Working the equipment is the easy part. Oh, and Kurt, this is 2007. What's VHS? DVD is in. You sound like you're doing the sewer cam yourself by the way your talking?

The camera I've worked has the old tape thing; I've never seen one that burns a DVD. I've done it, but I don't do it by myself; I've worked w/a guy that owns the camera. If there wasn't the plumber thing in Chicago, I'd own a camera for sure.

I'm always on the alert for the more subtle aspects of the process. For instance: what to do if you encounter a major root obstruction at 15' out and you know you need to probably go another 30' to get to the main. Do you keep going and risk getting the camera stuck?

Stuff like that.

You absolutely do NOT risk going by that sort of obstruction and risk getting the camera stuck.
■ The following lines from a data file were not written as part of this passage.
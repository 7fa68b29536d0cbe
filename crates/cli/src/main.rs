#![deny(unsafe_code)]
//! CLI binary for the magnet-sketch field synthesis system.
//!
//! Subcommands:
//! - `field <scene>` - synthesize (Bx, By) and write the grids as JSON
//! - `render <scene>` - write a magnitude heatmap PNG
//! - `list` - print available engines and palettes

mod error;

use clap::{Parser, Subcommand};
use error::CliError;
use serde_json::{json, Value};
use std::path::{Path, PathBuf};
use std::process;

use magnet_sketch_core::{FieldEngine, Palette, SampleGrid, VectorField};
use magnet_sketch_dipole::scene::Scene;
use magnet_sketch_dipole::{DISPLAY_RESOLUTION, DOMAIN_HALF_EXTENT};
use magnet_sketch_engines::EngineKind;

#[derive(Parser)]
#[command(name = "magnet-sketch", about = "Magnetic field sketching CLI")]
struct Cli {
    /// Output as JSON instead of human-readable text.
    #[arg(long, global = true)]
    json: bool,

    #[command(subcommand)]
    command: Command,
}

#[derive(Subcommand)]
enum Command {
    /// Synthesize the field for a scene and dump Bx/By as JSON.
    Field {
        /// Scene file: {"magnets": [...], "intensity": ...}.
        scene: PathBuf,

        /// Engine name (e.g. "dipole").
        #[arg(long, default_value = "dipole")]
        engine: String,

        /// Grid points per row.
        #[arg(long, default_value_t = DISPLAY_RESOLUTION)]
        nx: usize,

        /// Grid points per column.
        #[arg(long, default_value_t = DISPLAY_RESOLUTION)]
        ny: usize,

        /// Half-extent of the centered square domain.
        #[arg(long, default_value_t = DOMAIN_HALF_EXTENT)]
        half_extent: f64,

        /// Override the scene's intensity.
        #[arg(long)]
        intensity: Option<f64>,

        /// Output file path; stdout when omitted.
        #[arg(short, long)]
        output: Option<PathBuf>,
    },
    /// Render the field magnitude as a PNG heatmap.
    Render {
        /// Scene file: {"magnets": [...], "intensity": ...}.
        scene: PathBuf,

        /// Engine name (e.g. "dipole").
        #[arg(long, default_value = "dipole")]
        engine: String,

        /// Grid points per row.
        #[arg(long, default_value_t = DISPLAY_RESOLUTION)]
        nx: usize,

        /// Grid points per column.
        #[arg(long, default_value_t = DISPLAY_RESOLUTION)]
        ny: usize,

        /// Half-extent of the centered square domain.
        #[arg(long, default_value_t = DOMAIN_HALF_EXTENT)]
        half_extent: f64,

        /// Override the scene's intensity.
        #[arg(long)]
        intensity: Option<f64>,

        /// Palette name (plasma, viridis, monochrome).
        #[arg(short, long, default_value = "plasma")]
        palette: String,

        /// Output file path.
        #[arg(short, long, default_value = "field.png")]
        output: PathBuf,
    },
    /// List available engines and palettes.
    List,
}

/// Reads a scene file and builds the named engine over it.
fn build_engine(
    scene_path: &Path,
    engine: &str,
    intensity: Option<f64>,
) -> Result<EngineKind, CliError> {
    let text = std::fs::read_to_string(scene_path)
        .map_err(|e| CliError::Io(format!("{}: {e}", scene_path.display())))?;
    let scene = Scene::from_json_str(&text)?;
    let params = json!({
        "magnets": scene.magnets,
        "intensity": intensity.unwrap_or(scene.intensity),
    });
    Ok(EngineKind::from_name(engine, &params)?)
}

/// Encodes one field component with NaN cells as JSON nulls.
fn component_to_json(values: &[f64]) -> Value {
    Value::Array(
        values
            .iter()
            .map(|&v| if v.is_finite() { json!(v) } else { Value::Null })
            .collect(),
    )
}

/// The full grid dump handed to external streamline renderers.
fn field_dump(field: &VectorField, grid: &SampleGrid) -> Value {
    let ((x_min, x_max), (y_min, y_max)) = grid.extent();
    json!({
        "nx": field.nx(),
        "ny": field.ny(),
        "x_min": x_min,
        "x_max": x_max,
        "y_min": y_min,
        "y_max": y_max,
        "bx": component_to_json(field.bx()),
        "by": component_to_json(field.by()),
    })
}

fn run(cli: Cli) -> Result<(), CliError> {
    match cli.command {
        Command::List => {
            let engines = EngineKind::list_engines();
            let palettes = Palette::list_names();
            if cli.json {
                let info = json!({
                    "engines": engines,
                    "palettes": palettes,
                });
                println!("{}", serde_json::to_string_pretty(&info)?);
            } else {
                println!("Engines:");
                for name in engines {
                    println!("  {name}");
                }
                println!("Palettes:");
                println!("  {}", palettes.join(", "));
            }
        }
        Command::Field {
            scene,
            engine,
            nx,
            ny,
            half_extent,
            intensity,
            output,
        } => {
            let eng = build_engine(&scene, &engine, intensity)?;
            let grid = SampleGrid::new(
                nx,
                ny,
                (-half_extent, half_extent),
                (-half_extent, half_extent),
            )?;
            let field = eng.synthesize(&grid)?;
            let dump = serde_json::to_string_pretty(&field_dump(&field, &grid))?;

            match &output {
                Some(path) => std::fs::write(path, dump)
                    .map_err(|e| CliError::Io(format!("{}: {e}", path.display())))?,
                None => println!("{dump}"),
            }

            if cli.json {
                let info = json!({
                    "engine": engine,
                    "nx": nx,
                    "ny": ny,
                    "defined_cells": field.finite_count(),
                    "output": output.as_ref().map(|p| p.display().to_string()),
                });
                eprintln!("{}", serde_json::to_string_pretty(&info)?);
            } else if let Some(path) = &output {
                eprintln!(
                    "synthesized {engine} field ({nx}x{ny}, {} defined cells) -> {}",
                    field.finite_count(),
                    path.display()
                );
            }
        }
        Command::Render {
            scene,
            engine,
            nx,
            ny,
            half_extent,
            intensity,
            palette,
            output,
        } => {
            let palette =
                Palette::from_name(&palette).map_err(|e| CliError::Input(e.to_string()))?;
            let eng = build_engine(&scene, &engine, intensity)?;
            let grid = SampleGrid::new(
                nx,
                ny,
                (-half_extent, half_extent),
                (-half_extent, half_extent),
            )?;
            let field = eng.synthesize(&grid)?;

            magnet_sketch_engines::snapshot::write_png(&field, &palette, &output)?;

            if cli.json {
                let info = json!({
                    "engine": engine,
                    "nx": nx,
                    "ny": ny,
                    "defined_cells": field.finite_count(),
                    "output": output.display().to_string(),
                });
                println!("{}", serde_json::to_string_pretty(&info)?);
            } else {
                eprintln!(
                    "rendered {engine} field ({nx}x{ny}, {} defined cells) -> {}",
                    field.finite_count(),
                    output.display()
                );
            }
        }
    }

    Ok(())
}

fn main() {
    let cli = Cli::parse();
    let json_mode = cli.json;
    if let Err(e) = run(cli) {
        if json_mode {
            let j = json!({"error": e.to_string(), "exit_code": e.exit_code()});
            eprintln!("{}", serde_json::to_string_pretty(&j).unwrap_or_default());
        } else {
            eprintln!("error: {e}");
        }
        process::exit(e.exit_code());
    }
}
You can find yourself w/your equipment blocking up someone else's sewer, they don't want to pay to have it fixed yet, so you get to drop about $2000 digging up their bsmt. floor, repairing the sewer main, etc., so you can get your camera back. It's like going on a roof, not tying off the ladder, the ladder tips over when your on the roof & demolishes the greenhouse window and the car in the driveway, and you're stuck on the roof watching all of it.

The "real" money in sewercam work is finding the major defect and digging to fix it. Which gets back to the thing Katen was talking about, which is you sort of need a dig crew, and a fix crew.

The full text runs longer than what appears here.